For European organizations, particularly those operating supercomputing centers and HPC clusters, this vulnerability poses a substantial risk to the confidentiality of user credentials and session tokens. Exposure of these credentials could allow attackers to impersonate legitimate users, gain unauthorized access to sensitive computational resources, and potentially exfiltrate or manipulate sensitive scientific or industrial data. Given the critical role of HPC in research, energy, finance, and defense sectors across Europe, such breaches could disrupt operations and compromise intellectual property. Although the vulnerability does not directly affect system integrity or availability, the loss of confidentiality alone can have severe operational and reputational consequences. The requirement for some privileges and user interaction limits exploitation to insiders or targeted attacks, but the impact remains high due to the sensitivity of the affected environments.

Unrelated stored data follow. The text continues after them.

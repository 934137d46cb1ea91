use super::registry::{ActiveTaskRecord, ActiveTaskStore};
use crate::shared::EngineLog;
use serde::{Deserialize, Serialize};
use serde_json::Value;

pub const DEFAULT_MAX_ACTIVE_TASKS: usize = 50;
pub const DEFAULT_TASK_TIMEOUT_MS: i64 = 30 * 60 * 1000;

#[derive(Debug, Clone, Copy, PartialEq, Eq, Serialize, Deserialize)]
#[serde(rename_all = "camelCase")]
pub struct AdmissionLimits {
    pub max_active: usize,
    pub task_timeout_ms: i64,
}

impl Default for AdmissionLimits {
    fn default() -> Self {
        Self {
            max_active: DEFAULT_MAX_ACTIVE_TASKS,
            task_timeout_ms: DEFAULT_TASK_TIMEOUT_MS,
        }
    }
}

#[derive(Debug, Clone, Default, PartialEq, Eq)]
pub struct AdmissionReport {
    pub timed_out: Vec<ActiveTaskRecord>,
    pub evicted: Vec<ActiveTaskRecord>,
    pub remaining: usize,
}

impl AdmissionReport {
    pub fn removed_count(&self) -> usize {
        self.timed_out.len() + self.evicted.len()
    }

    pub fn removed_ids(&self) -> impl Iterator<Item = &str> {
        self.timed_out
            .iter()
            .chain(self.evicted.iter())
            .map(|record| record.task_id.as_str())
    }
}

/// Applies the timeout sweep and then the load sweep to `registry`.
///
/// Load shedding removes the oldest non-premium tasks first and touches
/// premium tasks only when every non-premium task is already gone. Within
/// each tier, order is `start_time` ascending with the task id as the tie
/// break.
pub fn check_long_running_tasks(
    registry: &mut dyn ActiveTaskStore,
    limits: &AdmissionLimits,
    label: &str,
    now: i64,
    log: &EngineLog,
) -> AdmissionReport {
    let mut report = AdmissionReport::default();

    let mut expired = registry
        .records()
        .into_iter()
        .filter(|record| now.saturating_sub(record.start_time) > limits.task_timeout_ms)
        .collect::<Vec<_>>();
    sort_oldest_first(&mut expired);
    for record in expired {
        if let Some(removed) = registry.remove(&record.task_id) {
            log.warn(
                "admission.timeout",
                &[
                    ("label", Value::String(label.to_string())),
                    ("taskId", Value::String(removed.task_id.clone())),
                    ("userId", Value::String(removed.user_id.clone())),
                    ("ageMs", Value::from(now.saturating_sub(removed.start_time))),
                ],
            );
            report.timed_out.push(removed);
        }
    }

    let count = registry.count();
    if count > limits.max_active {
        let excess = count - limits.max_active;
        let (mut premium, mut standard): (Vec<_>, Vec<_>) = registry
            .records()
            .into_iter()
            .partition(|record| record.has_premium);
        sort_oldest_first(&mut standard);
        sort_oldest_first(&mut premium);

        for record in standard.into_iter().chain(premium).take(excess) {
            if let Some(removed) = registry.remove(&record.task_id) {
                log.warn(
                    "admission.evicted",
                    &[
                        ("label", Value::String(label.to_string())),
                        ("taskId", Value::String(removed.task_id.clone())),
                        ("userId", Value::String(removed.user_id.clone())),
                        ("hasPremium", Value::Bool(removed.has_premium)),
                    ],
                );
                report.evicted.push(removed);
            }
        }
    }

    report.remaining = registry.count();
    if report.removed_count() > 0 {
        log.info(
            "admission.summary",
            &[
                ("label", Value::String(label.to_string())),
                ("removedCount", Value::from(report.removed_count() as u64)),
                ("remainingCount", Value::from(report.remaining as u64)),
            ],
        );
    }
    report
}

fn sort_oldest_first(records: &mut [ActiveTaskRecord]) {
    records.sort_by(|a, b| {
        a.start_time
            .cmp(&b.start_time)
            .then_with(|| a.task_id.cmp(&b.task_id))
    });
}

European HPC centers should immediately review their Open OnDemand configurations, especially if running version 4.0.8 or earlier. Administrators should implement the workaround by editing `ood_portal.yml` to include `custom_location_directives` that unset or modify sensitive headers before they reach origin servers. Changing the `OIDCPassClaimsAs` setting from the default `both` to `none` or `environment` reduces the risk of header leakage. Centers using OIDC providers should follow guidance from GHSA-2cwp-8g29-9q32 to unset `mod_auth_openidc_session` cookies appropriately. Monitoring internal network traffic for unauthorized origin servers on compute nodes can help detect attempts to exploit this vulnerability. Planning and testing the upgrade to Open OnDemand 4.1, once released, is critical for a permanent fix. Additionally, implementing strict access controls and auditing user activities on compute nodes can reduce the risk of malicious origin server deployment.